Just days before, police in Peel shot and killed another Black man — 22-year-old Raymond Lawrence.
"It was an ongoing struggle. Everyone had a story," said Farrell, who is now 79.
"We started at the tip of Yonge Street going down, shouting: 'No justice, no peace!' And we got to city hall."
Farrell says after the planned protest wrapped up, a group broke away and began marching the opposite way up Yonge Street. That's when the chaos began.
On the 30-year anniversary of the uprising, activists are reflecting on the lasting impact of that day. Though they say some progress has been made when it comes to policy since 1992, many of the calls to dismantle institutionalized racism are still relevant and they echo in movements like Black Lives Matter.
The chaos
Though Farrell says activists originally staged the rally to protest against the killing of Lawrence, there was simmering anger over the acquittal of four white police officers in Los Angeles captured on video brutally beating Rodney King — a verdict that had touched off widespread rioting in that city just a few nights earlier.
He recalls the moment when the anger boiled over, saying a small group of young people began to march toward Bloor Street after the organized protest was over.
"I saw a rage in them that I hadn't seen before," said Farrell.
All these years later, Farrell says he remembers the sound of glass breaking on that day and trying to run ahead of the group to stop them. He says he later encountered police on horseback and he himself was arrested, taken into custody and released.
Also fuelling that anger, says Farrell, was how police victimized Black men through racial profiling.
"Those of us who didn't get shot were harassed in other ways — pulled over regularly by police," Farrell said, adding that their protests were partly aimed at ending the targeted stops of Black men like him.
Tensions
In the span of four months in 1988, police shot and killed Michael Wade Lawson, an unarmed 17-year-old in Mississauga, and 44-year-old Lester Donaldson — who lived with schizophrenia — was shot and killed by officers.
Fast forward to May 2, 1992, when Lawrence was fatally shot by police.
"The way that we saw these individuals ... treated by people in positions of authority with use of deadly force, was a problem," said Charles Senior, a member of the Black Action Defence Committee, who was 24 at the time of the uprising.
After widespread protests after Lawson was killed in 1988, the province established a task force on race relations and policing — which later led to the creation of the Special Investigations Unit (SIU) to investigate deaths, serious injuries and alleged sexual assault involving police.
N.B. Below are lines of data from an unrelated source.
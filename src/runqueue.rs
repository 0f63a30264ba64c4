//! Per-domain run queue with randomized selection.
//!
//! The ready set is an unordered multiset. When several entries are ready
//! the next one is chosen uniformly at random from a runtime-seeded PRNG;
//! no FIFO or priority guarantee is exposed. Randomized tie-breaking is a
//! deliberate design decision: callers must not grow implicit priority
//! assumptions the scheduler never promised.
//!
//! Task entries (`Start`/`Resume`) are deduplicated by promise id, so a
//! task woken twice before running occupies one slot. Entries referring to
//! records that have since left `Pending` are discarded by the scheduler's
//! clean pass at pop time.

use crate::events::RunnableEntry;
use crate::types::PromiseId;
use crate::util::DetRng;
use std::collections::HashSet;

/// One ready continuation.
#[derive(Debug)]
pub(crate) enum ReadyEntry {
    /// A task promise whose closure has not yet begun.
    Start(PromiseId),
    /// A suspended fiber made runnable (awaited promise settled, yield,
    /// cancellation wake-up).
    Resume(PromiseId),
    /// A syscall resolution returned by the events source.
    Hook(RunnableEntry),
}

/// The per-domain ready multiset.
#[derive(Debug, Default)]
pub(crate) struct RunQueue {
    entries: Vec<ReadyEntry>,
    /// Task ids currently queued via `Start`/`Resume` (dedup).
    scheduled: HashSet<PromiseId>,
}

impl RunQueue {
    pub(crate) fn new() -> Self {
        Self::default()
    }

    pub(crate) fn len(&self) -> usize {
        self.entries.len()
    }

    pub(crate) fn is_empty(&self) -> bool {
        self.entries.is_empty()
    }

    /// Adds an entry; duplicate task entries are dropped.
    pub(crate) fn push(&mut self, entry: ReadyEntry) {
        match &entry {
            ReadyEntry::Start(id) | ReadyEntry::Resume(id) => {
                if !self.scheduled.insert(*id) {
                    return;
                }
            }
            ReadyEntry::Hook(_) => {}
        }
        self.entries.push(entry);
    }

    /// Removes and returns a uniformly random ready entry.
    pub(crate) fn pop_random(&mut self, rng: &mut DetRng) -> Option<ReadyEntry> {
        if self.entries.is_empty() {
            return None;
        }
        let index = rng.next_usize(self.entries.len());
        let entry = self.entries.swap_remove(index);
        if let ReadyEntry::Start(id) | ReadyEntry::Resume(id) = &entry {
            self.scheduled.remove(id);
        }
        Some(entry)
    }
}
"[The SIU] only existed on the backs of the efforts that included the discontent of the May 4th protests that took place in Toronto," said Senior.
The aftermath
After the uprising, then-premier Bob Rae appointed former politician and diplomat Stephen Lewis to examine racism in Ontario. Six weeks later, Lewis tabled a report that painted a picture of systemic anti-Black racism in no uncertain terms.
"While it is obviously true that every visible minority community experiences the indignities and wounds of systemic discrimination throughout Southern Ontario, it is the Black community which is the focus," Lewis wrote in his report.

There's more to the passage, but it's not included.